Problem description
Every entry below must be reproduced exactly.

Supplied information
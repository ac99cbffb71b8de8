pub mod health;

use axum::{
    extract::DefaultBodyLimit,
    routing::{get, post},
    Router,
};

use crate::analysis::handlers;
use crate::state::AppState;

/// Upper bound on a request body. Resume plus job text never legitimately gets close.
const MAX_BODY_BYTES: usize = 1024 * 1024;

pub fn build_router(state: AppState) -> Router {
    Router::new()
        .route("/health", get(health::health_handler))
        .route("/api/v1/ats/analyze", post(handlers::handle_analyze))
        .layer(DefaultBodyLimit::max(MAX_BODY_BYTES))
        .with_state(state)
}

The answer
repository ac99cbffb71b8de8
pub mod health;

use axum::{
    extract::DefaultBodyLimit,
    routing::{get, post},
    Router,
};

use crate::analysis::handlers;
use crate::state::AppState;

/// Upper bound on a request body. Resume plus job text never legitimately gets close.
const MAX_BODY_BYTES: usize = 1024 * 1024;

pub fn build_router(state: AppState) -> Router {
    Router::new()
        .route("/health", get(health::health_handler))
        .route("/api/v1/ats/analyze", post(handlers::handle_analyze))
        .layer(DefaultBodyLimit::max(MAX_BODY_BYTES))
        .with_state(state)
}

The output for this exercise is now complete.